Hearing Loss: Molecular Biological Insights

Dear Colleagues,

Disabling hearing loss is the most common sensory disorder, affecting over 5% of the world’s population and presenting alarmingly rising incidence rates. Obstacles to the development of therapeutics to treat these patients arise from the location of the cochlear tissue and the complexity that underlies the auditory function, which is regulated by a large number of genes and molecular pathways and is under the influence of environmental factors. These all act in concert to modify the severity and onset of disease; hearing problems may become apparent long after the harmful events have taken place, which further hinders the identification of the causing agents and prevents any efficacious treatment. Recent advancements in high-throughput screening approaches and single-cell transcriptomics, the development of novel tools to achieve the delivery of molecules into the inner ear, and the generation of new animal and human models of disease will all contribute to the identification of the molecular mechanisms leading to auditory disability and the elucidation of molecular targets for therapeutic strategies.

I am delighted to invite you to contribute to this Special Issue launched by the International Journal of Molecular Sciences on “Hearing Loss: Molecular Biological Insights”. The aim of this Special Issue is to provide a meeting point where scientists in the field of hearing may bring together their most recent discoveries on the molecular mechanisms leading to hearing disability as well as report on the latest advancements in molecular biology-based diagnostics and therapeutics for hearing loss. This Special Issue should help us gain an overview of the work that is currently being conducted to decipher the molecular basis of hearing and the impressive achievements that are already being reached, as well as spark the debate on the most promising leads for the development of novel therapies against this devastating disorder.

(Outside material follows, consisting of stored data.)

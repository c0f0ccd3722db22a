use anyhow::Result;
use clap::{ArgAction, Parser};
use log::{error, info};
use std::path::PathBuf;
use std::time::Instant;

use simpairs::classifier::ClassificationModes;
use simpairs::{run_filter, FilterConfig, FilterStats};

fn parse_percent_id(s: &str) -> Result<f64, String> {
    let val: f64 = s.parse().map_err(|_| format!("Invalid number: {}", s))?;
    if !val.is_finite() {
        Err(format!("Minimum percent identity must be a finite number, got {}", s))
    } else {
        Ok(val)
    }
}

#[derive(Parser)]
#[command(name = "simpairs")]
#[command(version)]
#[command(about = "Find sequences that are very similar to each other (by default identical) in BLAST tabular output")]
#[command(long_about = r#"
simpairs - find highly similar sequence pairs in BLAST tabular output

Reads 12-column BLAST tabular output (blastall -m 8 / -outfmt 6) and copies
every line describing a pair of similar sequences to the output, verbatim and
in input order. Each unordered pair is reported once; self hits are skipped.

MODES (at least one required):
  --display-submatches            Any alignment at or above --min-percent-id
  --display-full-matches          Both sequences aligned end to end
  --display-contained-sequences   One sequence wholly contained in the other

The full-match and containment modes compare hit spans with reference protein
lengths looked up by gene name (second '|' field of each id) in --gene-db,
either a .gdb file from build_gene_db or a protein FASTA file.

EXAMPLES:
  # Identical subsequences
  simpairs --display-submatches all_vs_all.m8 identical.m8

  # Full-length and contained matches at >= 99% identity
  simpairs --min-percent-id 99 --display-full-matches \
           --display-contained-sequences --gene-db proteins.gdb all_vs_all.m8
"#)]
struct Args {
    /// BLAST tabular input (12 columns; .gz accepted, '-' for stdin)
    #[arg(value_name = "BLAST_INPUT_FILE", help_heading = "Input")]
    blast_input_file: PathBuf,

    /// Where to write matching lines [default: stdout]
    #[arg(value_name = "OUTPUT_FILE", help_heading = "Output")]
    output_file: Option<PathBuf>,

    /// Minimum percent identity for a line to be considered (values above 100 select nothing)
    #[arg(long = "min-percent-id", alias = "min_percent_id", value_name = "PERCENT",
          default_value = "100.0", value_parser = parse_percent_id, help_heading = "Filtering")]
    min_percent_id: f64,

    /// Display any alignment at or above the identity threshold
    #[arg(long = "display-submatches", alias = "display_submatches", help_heading = "Filtering")]
    display_submatches: bool,

    /// Display matches where one sequence is wholly contained in another
    #[arg(long = "display-contained-sequences", alias = "display_contained_sequences",
          help_heading = "Filtering")]
    display_contained_sequences: bool,

    /// Display matches where both sequences are aligned over their full length
    #[arg(long = "display-full-matches", help_heading = "Filtering")]
    display_full_matches: bool,

    /// Old spelling of --display-full-matches, which took a value; any non-empty value enables it
    #[arg(long = "display_full_matches", value_name = "VALUE", hide = true)]
    legacy_full_matches: Option<String>,

    /// Gene database (.gdb) or protein FASTA used to look up protein lengths
    #[arg(long = "gene-db", alias = "db_connect_string", value_name = "PATH",
          help_heading = "Database")]
    gene_db: Option<PathBuf>,

    /// Increase log verbosity (-v info, -vv debug)
    #[arg(short = 'v', long, action = ArgAction::Count, help_heading = "Output")]
    verbose: u8,
}

impl Args {
    fn filter_config(&self) -> FilterConfig {
        FilterConfig {
            min_percent_id: self.min_percent_id,
            modes: ClassificationModes {
                submatches: self.display_submatches,
                contained_sequences: self.display_contained_sequences,
                full_matches: self.display_full_matches
                    || self.legacy_full_matches.as_deref().is_some_and(|v| !v.is_empty()),
            },
            gene_db: self.gene_db.clone(),
        }
    }
}

fn run(args: &Args) -> Result<FilterStats> {
    let start_time = Instant::now();
    let config = args.filter_config();
    let stats = run_filter(&config, &args.blast_input_file, args.output_file.as_deref())?;

    info!(
        "{} lines read: {} emitted, {} self hits, {} repeated pairs, {} below {}% identity, {} not matching",
        stats.lines,
        stats.emitted,
        stats.self_pairs,
        stats.duplicate_pairs,
        stats.below_threshold,
        config.min_percent_id,
        stats.not_hits
    );
    info!("Total time: {:.1}s", start_time.elapsed().as_secs_f64());

    Ok(stats)
}

fn main() {
    let args = Args::parse();

    env_logger::Builder::new()
        .filter_level(match args.verbose {
            0 => log::LevelFilter::Warn,
            1 => log::LevelFilter::Info,
            _ => log::LevelFilter::Debug,
        })
        .parse_default_env()
        .init();

    if let Err(e) = run(&args) {
        error!("{:#}", e);
        std::process::exit(1);
    }
}

#[cfg(test)]
mod tests {
    use super::*;
    use clap::CommandFactory;
    use simpairs::FilterError;

    #[test]
    fn test_parse_percent_id() {
        assert_eq!(parse_percent_id("100.1").unwrap(), 100.1);
        assert!(parse_percent_id("abc").is_err());
        assert!(parse_percent_id("nan").is_err());
        assert!(parse_percent_id("inf").is_err());
        assert_eq!(parse_percent_id("0").unwrap(), 0.0);
    }

    #[test]
    fn test_args_to_config() {
        let args = Args::try_parse_from([
            "simpairs",
            "--min_percent_id",
            "97.5",
            "--display-contained-sequences",
            "--db_connect_string",
            "proteins.gdb",
            "hits.m8",
        ])
        .unwrap();
        let config = args.filter_config();

        assert_eq!(config.min_percent_id, 97.5);
        assert!(config.modes.contained_sequences);
        assert!(!config.modes.submatches);
        assert_eq!(config.gene_db, Some(PathBuf::from("proteins.gdb")));
        assert!(args.output_file.is_none());
        assert!(config.validate().is_ok());
    }

    #[test]
    fn test_defaults() {
        let args = Args::try_parse_from(["simpairs", "-vv", "in.m8", "out.m8"]).unwrap();
        assert_eq!(args.min_percent_id, 100.0);
        assert_eq!(args.verbose, 2);
        assert_eq!(args.output_file, Some(PathBuf::from("out.m8")));
        assert!(args.filter_config().validate().is_err());
    }

    #[test]
    fn test_legacy_full_matches_value() {
        let args = Args::try_parse_from([
            "simpairs",
            "--display_full_matches",
            "True",
            "--gene-db",
            "proteins.gdb",
            "in.m8",
        ])
        .unwrap();
        assert_eq!(args.blast_input_file, PathBuf::from("in.m8"));
        assert!(args.output_file.is_none());
        assert!(args.filter_config().modes.full_matches);

        let args = Args::try_parse_from(["simpairs", "--display-full-matches", "in.m8", "out.m8"]).unwrap();
        assert!(args.filter_config().modes.full_matches);
        assert_eq!(args.output_file, Some(PathBuf::from("out.m8")));

        let args = Args::try_parse_from(["simpairs", "--display-submatches", "in.m8"]).unwrap();
        assert!(!args.filter_config().modes.full_matches);
    }

    #[test]
    fn test_help_describes_options() {
        let help = Args::command().render_help().to_string();
        assert!(help.contains("BLAST tabular input"));
        assert!(help.contains("Where to write"));
        assert!(help.contains("Minimum percent identity"));
        assert!(help.contains("Display any alignment"));
        assert!(help.contains("Display matches where both"));
        assert!(help.contains("Increase log verbosity"));
        assert!(!help.contains("display_full_matches"));
    }

    #[test]
    fn test_run_reports_config_error() {
        let args = Args::try_parse_from(["simpairs", "missing.m8"]).unwrap();
        let err = run(&args).unwrap_err();
        assert!(matches!(
            err.downcast_ref::<FilterError>(),
            Some(FilterError::Configuration(_))
        ));
    }
}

In this Special Issue, original research articles and reviews are welcome. Research areas may include (but are not limited to) the following:

• Genetic and molecular bases of hearing loss;
• Epigenetics of hearing loss;
• Molecular biological techniques to study the structure and function of the auditory organ;
• Multi-omic approaches for the elucidation of the molecular mechanisms underlying hearing loss;
• Molecular biology of inner ear development;
• Animal models and human organoid-based models to study the molecular biology of inner ear development and function;
• Molecular mechanisms involved in age-related or drug-induced hearing loss;
• Application of CRISPR/Cas and other molecular biology techniques to analyze the effect of altering molecular processes on inner ear development and function;
• Diagnostic markers of hearing dysfunction;
• Molecular pathways associated with otoprotection or inner ear cell regeneration;
• Intracochlear delivery of molecular agents as a possible therapy against hearing loss.

I am looking forward to receiving your valuable contributions.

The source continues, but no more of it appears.